Just a step in the right direction: Merrill meets with Homeland Security

“Yesterday, along with representatives from the state’s information technology and public safety departments, I met with regional officials from the United States Department of Homeland Security to discuss how we can work together to ensure that Connecticut elections are safe from outside interference or manipulation. We had a productive meeting and I look forward to working together in the months and years to come to protect our elections, the bedrock of our democracy.” – Denise Merrill, Connecticut Secretary of the State

We applaud this step in the right direction.  Last year as leader of the National Association of Secretaries of State, Merrill opposed the designation of elections as critical infrastructure, leading in expressing the concern for a Federal take-over of elections. We were critical of that stand then and remain so.

In our opinion this is just a step. There are several aspects to election security/integrity that should be addressed,. This  step may assist in those that are under direct control of the of the the State, yet less so those under local control.
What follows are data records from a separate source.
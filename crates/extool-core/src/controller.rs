//! Tool invocation and the interactive define/update/remove flows.
//!
//! ```text
//! run ──► pick tool ──► invoke
//!                         │
//!                         ├─► CommandStore::load / find
//!                         ├─► HostContext::project_directory
//!                         ├─► scope::expand (cwd, command)
//!                         └─► SessionManager::get_or_create ──► send [cd] + command
//! ```
//!
//! Every operation takes `&mut self`, so two operations never overlap: each
//! runs to completion, or sits awaiting the prompt provider, before the next
//! one starts. Dismissing a prompt aborts the operation with nothing written.


use tracing::{debug, warn};

use crate::error::Result;
use crate::prompt::{ChoiceItem, Notice, PromptProvider, TextPrompt};
use crate::scope::{expand, ExecutionScope, HostContext};
use crate::store::CommandStore;
use crate::terminal::SessionManager;
use crate::tool::{ToolCollection, ToolDefinition};

const DEFINE_OPTION: &str = "Define";
const CANCEL_OPTION: &str = "Cancel";

/// How an operation ended, when it did not fail.
#[derive(Debug, Clone, PartialEq, Eq)]
pub enum Outcome {
    /// The user dismissed a prompt.
    Cancelled,
    /// The named tool no longer exists.
    NotFound,
    /// There is nothing to pick from.
    NoToolsDefined,
    /// Neither a workspace root nor an active file was available.
    NoWorkingDirectory,
    /// A tool was added or changed.
    Saved(String),
    /// A tool was removed.
    Removed(String),
    /// Lines were sent to a terminal session.
    Dispatched(Dispatch),
}

/// What an invocation sent, and where.
#[derive(Debug, Clone, PartialEq, Eq)]
pub struct Dispatch {
    pub tool: String,
    pub session: String,
    pub lines: Vec<String>,
}

/// Orchestrates the command store, scope resolution and terminal sessions on
/// behalf of a prompt provider.
pub struct ToolController<P: PromptProvider> {
    store: CommandStore,
    sessions: SessionManager,
    prompts: P,
}
//! Tool registry commands: add, remove, update, list.

use anyhow::{bail, Result};
use colored::Colorize;
use extool_core::{Outcome, ToolDefinition};

use super::{controller, report};
use crate::config::Config;

pub async fn add(
    name: Option<String>,
    command: Vec<String>,
    cwd: Option<String>,
    config: &Config,
) -> Result<()> {
    let mut controller = controller(config);

    let Some(name) = name else {
        let outcome = controller.define().await?;
        report(&outcome);
        return Ok(());
    };

    let name = name.trim();
    if name.is_empty() {
        bail!("Tool name cannot be empty");
    }

    let outcome = if command.is_empty() {
        controller.define_command(name, cwd.as_deref()).await?
    } else {
        controller.add(name, &command.join(" "), cwd.as_deref())?
    };

    report(&outcome);
    Ok(())
}

pub async fn remove(name: Option<String>, config: &Config) -> Result<()> {
    let mut controller = controller(config);

    let outcome = match name {
        Some(name) => match controller.remove(&name)? {
            Outcome::NotFound => bail!("Tool '{}' not found", name),
            outcome => outcome,
        },
        None => controller.remove_interactive().await?,
    };

    report(&outcome);
    Ok(())
}

pub async fn update(config: &Config) -> Result<()> {
    let mut controller = controller(config);
    let outcome = controller.update_interactive().await?;
    report(&outcome);
    Ok(())
}

pub async fn list(json: bool, config: &Config) -> Result<()> {
    let controller = controller(config);
    let tools = controller.tools()?;

    if json {
        println!("{}", serde_json::to_string_pretty(&tools)?);
        return Ok(());
    }

    if tools.is_empty() {
        println!("{}", "No external tools defined".yellow());
        println!("  Config: {}", config.path.display());
        return Ok(());
    }

    println!("{}", "External Tools".cyan().bold());
    println!("{}", "─".repeat(60));
    for tool in &tools {
        print_tool(tool);
    }
    println!();
    println!("{} tool(s)", tools.len());

    Ok(())
}

fn print_tool(tool: &ToolDefinition) {
    println!("  {} {}", tool.name.green().bold(), tool.command);
    if let Some(cwd) = &tool.working_directory {
        println!("    {} {}", "cwd:".dimmed(), cwd.dimmed());
    }
}
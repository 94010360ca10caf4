//! Error types for the pw-core crate.
//!
//! This module provides the [`ConfigError`] type for configuration-related errors
//! that can occur across the workspace.

/// Errors that can occur during configuration loading and validation.
///
/// # Examples
///
/// ```
/// use pw_core::ConfigError;
///
/// let error = ConfigError::InvalidOption {
///     option: "watch.poll_interval_ms".to_owned(),
///     reason: "must be at least 1".to_owned(),
/// };
/// assert!(error.to_string().contains("poll_interval_ms"));
/// ```
#[derive(Debug, thiserror::Error)]
pub enum ConfigError {
    /// A configuration option has an invalid value.
    #[error("invalid configuration option '{option}': {reason}")]
    InvalidOption {
        /// The name of the invalid option.
        option: String,
        /// Explanation of why the option is invalid.
        reason: String,
    },

    /// An I/O error occurred while reading configuration.
    #[error("failed to read configuration: {0}")]
    Io(#[from] std::io::Error),

    /// Failed to parse the configuration file.
    #[error("failed to parse configuration: {0}")]
    Parse(#[from] serde_json::Error),
}

impl ConfigError {
    /// Creates a new [`ConfigError::InvalidOption`] error.
    #[must_use]
    pub fn invalid_option(option: impl Into<String>, reason: impl Into<String>) -> Self {
        Self::InvalidOption {
            option: option.into(),
            reason: reason.into(),
        }
    }
}

#[cfg(test)]
mod tests {
    use super::*;

    #[test]
    fn test_invalid_option_display() {
        let error = ConfigError::invalid_option("watch.max_events", "must be positive");
        let msg = error.to_string();
        assert!(msg.contains("watch.max_events"));
        assert!(msg.contains("must be positive"));
    }

    #[test]
    fn test_io_error_display() {
        let error = ConfigError::from(std::io::Error::new(
            std::io::ErrorKind::NotFound,
            "no such file",
        ));
        assert!(error.to_string().starts_with("failed to read configuration"));
    }
}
Secretary Merrill met with Homeland Security on Thursday:

Merrill Statement on Meeting with DHS Officials Regarding Election Cybersecurity

“Rosenberg, Gabe” <Gabe.Rosenberg@ct.gov>: Oct 27 04:57PM

“Yesterday, along with representatives from the state’s information technology and public safety departments, I met with regional officials from the United States Department of Homeland Security to discuss how we can work together to ensure that Connecticut elections are safe from outside interference or manipulation. We had a productive meeting and I look forward to working together in the months and years to come to protect our elections, the bedrock of our democracy.” – Denise Merrill, Connecticut Secretary of the State

Gabe Rosenberg
Communications Director
Connecticut Secretary of the State Denise Merrill

We applaud this step in the right direction.  Last year as leader of the National Association of Secretaries of State, Merrill opposed the designation of elections as critical infrastructure, leading in expressing the concern for a Federal take-over of elections. We were critical of that stand then and remain so.

In our opinion this is just a step. There are several aspects to election security/integrity that should be addressed,. This  step may assist in those that are under direct control of the of the the State, yet less so those under local control.  It’s not an issue of a State take-over of local elections, but the impossibility of every town in the State doing what even the NSA has failed at – protecting their most sensitive systems from attack. Yet, like the NSA, the State is capable of doing ever better.
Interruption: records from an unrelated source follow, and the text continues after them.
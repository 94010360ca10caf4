//! Single-path file watcher that dispatches changes to a handler.
//!
//! This crate watches one file or directory with a poll-based `notify`
//! watcher and calls a handler whenever a create, move, write or remove
//! event names exactly the watched path.
//!
//! # Overview
//!
//! - [`watch_file`] starts a watch with default settings and returns after a
//!   short readiness delay; the watch then runs for the rest of the process
//! - [`PathWatcher`] does the same but hands back a handle for introspection
//! - [`Watcher`] is the underlying mechanism: bounded event queue, operation
//!   filter, path registration and the blocking poll loop
//! - [`ErrorReporter`] receives failures that happen after the call returned
//!
//! # Usage
//!
//! ```no_run
//! use std::time::Duration;
//! use camino::Utf8Path;
//!
//! #[tokio::main]
//! async fn main() -> Result<(), pw_watcher::WatchError> {
//!     pw_watcher::watch_file(
//!         "/etc/app/config.json",
//!         |path: &Utf8Path| println!("{path} changed, reloading"),
//!         Duration::from_secs(1),
//!     )
//!     .await?;
//!
//!     // The watch keeps running in the background.
//!     tokio::signal::ctrl_c().await.ok();
//!     Ok(())
//! }
//! ```
//!
//! # Error Handling
//!
//! Only registration failures are returned to the caller. A poll loop that
//! cannot start is passed to the [`ErrorReporter`], and errors raised while
//! polling are logged by the dispatch loop and otherwise ignored.
//!
//! ```
//! use pw_watcher::{ErrorReporter, WatchError};
//!
//! let reporter = ErrorReporter::new(|err: &WatchError| {
//!     eprintln!("watcher failed in the background: {err}");
//! });
//! # let _ = reporter;
//! ```

#![deny(clippy::all)]
#![warn(missing_docs)]

pub mod error;
pub mod events;
pub mod handler;
pub mod mechanism;
pub mod reporter;
pub mod watcher;

// Re-export error types
pub use error::WatchError;

// Re-export event types
pub use events::Event;

// Re-export handler and reporter types
pub use handler::PathHandler;
pub use reporter::ErrorReporter;

// Re-export mechanism types
pub use mechanism::{Signals, WatchedFile, Watcher, WatcherOptions};

// Re-export watcher types
pub use watcher::{PathWatcher, watch_file};
//! Core types, errors, and configuration for pathwatch.
//!
//! This crate provides the foundational types shared by the watcher and the CLI:
//!
//! - [`Op`] and [`OpSet`] describing file-system operations
//! - Configuration structures ([`Config`], [`WatchConfig`], [`LogConfig`])
//! - [`ConfigError`] for configuration loading and validation

#![deny(clippy::all)]
#![warn(missing_docs)]

pub mod config;
pub mod error;
pub mod op;

pub use config::{Config, LogConfig, WatchConfig};
pub use error::ConfigError;
pub use op::{Op, OpSet};
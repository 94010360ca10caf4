//! Handlers invoked when the watched path changes.
//!
//! A [`PathHandler`] runs synchronously inside the dispatch loop, so a slow
//! handler delays every event queued behind it.
//!
//! # Examples
//!
//! ```
//! use pw_watcher::PathHandler;
//! use camino::Utf8Path;
//!
//! let (tx, rx) = std::sync::mpsc::channel();
//! let mut handler = move |path: &Utf8Path| {
//!     let _ = tx.send(path.to_owned());
//! };
//! handler.handle(Utf8Path::new("/tmp/f.txt"));
//! assert_eq!(rx.try_recv().unwrap().as_str(), "/tmp/f.txt");
//! ```

use camino::{Utf8Path, Utf8PathBuf};
use tokio::sync::mpsc;

/// Receives the path of every event that matches the watched path.
///
/// Implemented for closures taking a `&Utf8Path` and for unbounded tokio
/// senders, which forward the path to an async consumer.
pub trait PathHandler: Send + 'static {
    /// Handles a change to `path`.
    fn handle(&mut self, path: &Utf8Path);
}

impl<F> PathHandler for F
where
    F: FnMut(&Utf8Path) + Send + 'static,
{
    #[inline]
    fn handle(&mut self, path: &Utf8Path) {
        (self)(path);
    }
}

impl PathHandler for mpsc::UnboundedSender<Utf8PathBuf> {
    fn handle(&mut self, path: &Utf8Path) {
        if self.send(path.to_owned()).is_err() {
            tracing::debug!(path = %path, "Handler channel closed, dropping path");
        }
    }
}

#[cfg(test)]
mod tests {
    use super::*;

    #[test]
    fn test_closure_handler() {
        let (tx, rx) = std::sync::mpsc::channel();
        let mut handler = move |path: &Utf8Path| {
            let _ = tx.send(path.to_owned());
        };
        handler.handle(Utf8Path::new("a"));
        handler.handle(Utf8Path::new("b"));
        drop(handler);

        let paths: Vec<Utf8PathBuf> = rx.iter().collect();
        assert_eq!(paths, vec![Utf8PathBuf::from("a"), Utf8PathBuf::from("b")]);
    }

    #[test]
    fn test_sender_handler_forwards_path() {
        let (mut tx, mut rx) = mpsc::unbounded_channel();
        tx.handle(Utf8Path::new("/tmp/f.txt"));
        assert_eq!(rx.try_recv().ok(), Some(Utf8PathBuf::from("/tmp/f.txt")));
    }

    #[test]
    fn test_sender_handler_ignores_closed_channel() {
        let (mut tx, rx) = mpsc::unbounded_channel::<Utf8PathBuf>();
        drop(rx);
        tx.handle(Utf8Path::new("/tmp/f.txt"));
    }
}
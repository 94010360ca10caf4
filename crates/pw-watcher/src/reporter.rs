//! Reporting of errors that cannot be returned to the caller.
//!
//! The poll loop runs on a detached task, so a failure to start it has
//! nowhere to go but an [`ErrorReporter`]. The default reporter logs the
//! error; tests and embedding applications can supply their own.

use std::fmt;
use std::sync::Arc;

use crate::error::WatchError;

type ReportFn = dyn Fn(&WatchError) + Send + Sync;

/// A cloneable sink for asynchronous watcher failures.
///
/// # Examples
///
/// ```
/// use std::sync::Arc;
/// use std::sync::atomic::{AtomicUsize, Ordering};
/// use pw_watcher::{ErrorReporter, WatchError};
///
/// let count = Arc::new(AtomicUsize::new(0));
/// let seen = Arc::clone(&count);
/// let reporter = ErrorReporter::new(move |_err| {
///     seen.fetch_add(1, Ordering::SeqCst);
/// });
///
/// reporter.report(&WatchError::AlreadyRunning);
/// assert_eq!(count.load(Ordering::SeqCst), 1);
/// ```
#[derive(Clone)]
pub struct ErrorReporter {
    report: Arc<ReportFn>,
}

impl ErrorReporter {
    /// Creates a reporter that calls `report` for every error.
    pub fn new(report: impl Fn(&WatchError) + Send + Sync + 'static) -> Self {
        Self {
            report: Arc::new(report),
        }
    }

    /// Hands `error` to the reporter.
    #[inline]
    pub fn report(&self, error: &WatchError) {
        (self.report)(error);
    }
}

impl Default for ErrorReporter {
    /// Logs the error at `error` level.
    fn default() -> Self {
        Self::new(|error| {
            tracing::error!(error = %error, "Unhandled watcher error");
        })
    }
}

impl fmt::Debug for ErrorReporter {
    fn fmt(&self, f: &mut fmt::Formatter<'_>) -> fmt::Result {
        f.debug_struct("ErrorReporter").finish_non_exhaustive()
    }
}

#[cfg(test)]
mod tests {
    use super::*;
    use parking_lot::Mutex;

    #[test]
    fn test_custom_reporter_receives_error() {
        let seen = Arc::new(Mutex::new(Vec::new()));
        let sink = Arc::clone(&seen);
        let reporter = ErrorReporter::new(move |err| sink.lock().push(err.to_string()));

        reporter.report(&WatchError::Closed);

        assert_eq!(seen.lock().as_slice(), ["watcher is closed"]);
    }

    #[test]
    fn test_clones_share_sink() {
        let seen = Arc::new(Mutex::new(0_usize));
        let sink = Arc::clone(&seen);
        let reporter = ErrorReporter::new(move |_| *sink.lock() += 1);
        let clone = reporter.clone();

        reporter.report(&WatchError::AlreadyRunning);
        clone.report(&WatchError::AlreadyRunning);

        assert_eq!(*seen.lock(), 2);
    }

    #[test]
    fn test_default_reporter_does_not_panic() {
        ErrorReporter::default().report(&WatchError::Closed);
    }
}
  • We need to protect our Centralized Voter Registration System (CVRS) from corruption and denial of service attacks on election day.
  • We need to protect the CVRS from incremental loss or corruption of data over time.  That means independently logging of every add, change, and delete of the file, balancing, and auditing those changes against the database regularly, and especially in the days and weeks before an election.
  • Making sure that if we use electronic pollbooks that there is a usable paper pollbook in every polling place and a copy of that in the Registrars’ Offices during every election.  We want to avoid the disaster that occurred in a NC county in the last election

Cybersecurity from “outside interference or manipulation” is insufficient. We must prevent insider attacks. We must be able to recover from “interference and manipulation”, since complete prevention is not possible.. As we have said before, database and election integrity depends on Prevention, Detection, and Recovery.
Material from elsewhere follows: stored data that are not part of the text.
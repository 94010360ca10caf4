//! File-system operation kinds.
//!
//! [`Op`] names a single kind of change reported by the watch mechanism, and
//! [`OpSet`] is the filter a watcher applies before an event is queued.

use std::fmt;

use bitflags::bitflags;
use serde::{Deserialize, Serialize};

/// A kind of file-system change.
///
/// # Examples
///
/// ```
/// use pw_core::Op;
///
/// assert_eq!(Op::Write.to_string(), "WRITE");
/// assert_eq!(Op::Move.as_str(), "MOVE");
/// ```
#[derive(Debug, Clone, Copy, PartialEq, Eq, Hash, Serialize, Deserialize)]
#[serde(rename_all = "snake_case")]
pub enum Op {
    /// A file or directory was created.
    Create,
    /// File contents (or its modification time) changed.
    Write,
    /// A file or directory was removed.
    Remove,
    /// A path was renamed, but only one side of the rename was observed.
    Rename,
    /// Permissions or other metadata changed.
    Chmod,
    /// A path was moved, with both source and destination observed.
    Move,
}

impl Op {
    /// All operation kinds, in declaration order.
    pub const ALL: [Self; 6] = [
        Self::Create,
        Self::Write,
        Self::Remove,
        Self::Rename,
        Self::Chmod,
        Self::Move,
    ];

    /// Returns the upper-case name of this operation.
    #[must_use]
    pub const fn as_str(self) -> &'static str {
        match self {
            Self::Create => "CREATE",
            Self::Write => "WRITE",
            Self::Remove => "REMOVE",
            Self::Rename => "RENAME",
            Self::Chmod => "CHMOD",
            Self::Move => "MOVE",
        }
    }

    /// Returns the single-bit [`OpSet`] for this operation.
    #[inline]
    #[must_use]
    pub const fn as_set(self) -> OpSet {
        match self {
            Self::Create => OpSet::CREATE,
            Self::Write => OpSet::WRITE,
            Self::Remove => OpSet::REMOVE,
            Self::Rename => OpSet::RENAME,
            Self::Chmod => OpSet::CHMOD,
            Self::Move => OpSet::MOVE,
        }
    }
}

impl fmt::Display for Op {
    fn fmt(&self, f: &mut fmt::Formatter<'_>) -> fmt::Result {
        f.write_str(self.as_str())
    }
}

bitflags! {
    /// A set of [`Op`] kinds used to filter events.
    ///
    /// # Examples
    ///
    /// ```
    /// use pw_core::{Op, OpSet};
    ///
    /// let ops = OpSet::FILE_CHANGES;
    /// assert!(ops.contains_op(Op::Write));
    /// assert!(!ops.contains_op(Op::Chmod));
    /// ```
    #[derive(Debug, Clone, Copy, PartialEq, Eq, Hash, Serialize, Deserialize)]
    pub struct OpSet: u8 {
        /// See [`Op::Create`].
        const CREATE = 1 << 0;
        /// See [`Op::Write`].
        const WRITE = 1 << 1;
        /// See [`Op::Remove`].
        const REMOVE = 1 << 2;
        /// See [`Op::Rename`].
        const RENAME = 1 << 3;
        /// See [`Op::Chmod`].
        const CHMOD = 1 << 4;
        /// See [`Op::Move`].
        const MOVE = 1 << 5;

        /// The operations a path watcher reacts to.
        const FILE_CHANGES = Self::CREATE.bits()
            | Self::MOVE.bits()
            | Self::WRITE.bits()
            | Self::REMOVE.bits();
    }
}

impl OpSet {
    /// Builds a set from individual operations.
    #[must_use]
    pub fn from_ops(ops: impl IntoIterator<Item = Op>) -> Self {
        ops.into_iter().fold(Self::empty(), |set, op| set | op.as_set())
    }

    /// Returns `true` if `op` is a member of this set.
    #[inline]
    #[must_use]
    pub const fn contains_op(self, op: Op) -> bool {
        self.contains(op.as_set())
    }
}

impl Default for OpSet {
    /// The default filter lets every operation through.
    fn default() -> Self {
        Self::all()
    }
}

impl FromIterator<Op> for OpSet {
    fn from_iter<T: IntoIterator<Item = Op>>(iter: T) -> Self {
        Self::from_ops(iter)
    }
}

#[cfg(test)]
mod tests {
    use super::*;

    #[test]
    fn test_file_changes_membership() {
        let ops = OpSet::FILE_CHANGES;
        assert!(ops.contains_op(Op::Create));
        assert!(ops.contains_op(Op::Move));
        assert!(ops.contains_op(Op::Write));
        assert!(ops.contains_op(Op::Remove));
        assert!(!ops.contains_op(Op::Rename));
        assert!(!ops.contains_op(Op::Chmod));
    }

    #[test]
    fn test_from_ops_matches_constant() {
        let ops: OpSet = [Op::Create, Op::Move, Op::Write, Op::Remove]
            .into_iter()
            .collect();
        assert_eq!(ops, OpSet::FILE_CHANGES);
    }

    #[test]
    fn test_default_accepts_everything() {
        let ops = OpSet::default();
        assert_eq!(ops, OpSet::all());
        assert!(!ops.is_empty());
        for op in Op::ALL {
            assert!(ops.contains_op(op), "{op} should pass the default filter");
        }
    }

    #[test]
    fn test_op_display() {
        let names: Vec<_> = Op::ALL.iter().map(ToString::to_string).collect();
        assert_eq!(
            names,
            vec!["CREATE", "WRITE", "REMOVE", "RENAME", "CHMOD", "MOVE"]
        );
    }

    #[test]
    fn test_op_serialization() {
        assert_eq!(serde_json::to_string(&Op::Chmod).unwrap(), r#""chmod""#);
        let op: Op = serde_json::from_str(r#""move""#).unwrap();
        assert_eq!(op, Op::Move);
    }
}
  • We have paper ballots everywhere in Connecticut.  Yet, they need to be protected better.  In the majority of Connecticut municipalities they can be accessed by either Registrar for hours, undetected.  In many, they can be accessed by any official in the Registrars’ Offices, sometimes by other officials.  Without paper that we can trust there can be no detection or recovery from insider attack.
  • We need to have sufficient audits of results we can trust, from the accurate counting/adjudication of paper ballots to the totals reported by the State.  Where necessary those audits ending in full recounts to determine and certify the correct winners.
  • We also need process audits to verify various aspects of the election process:  Comparing checkoffs to ballots counted; verifying ballot security; verifying the integrity of checkoffs to actual legal voters; the integrity of the absentee ballot process, from application integrity,  mail delivery. signature verification, counting etc.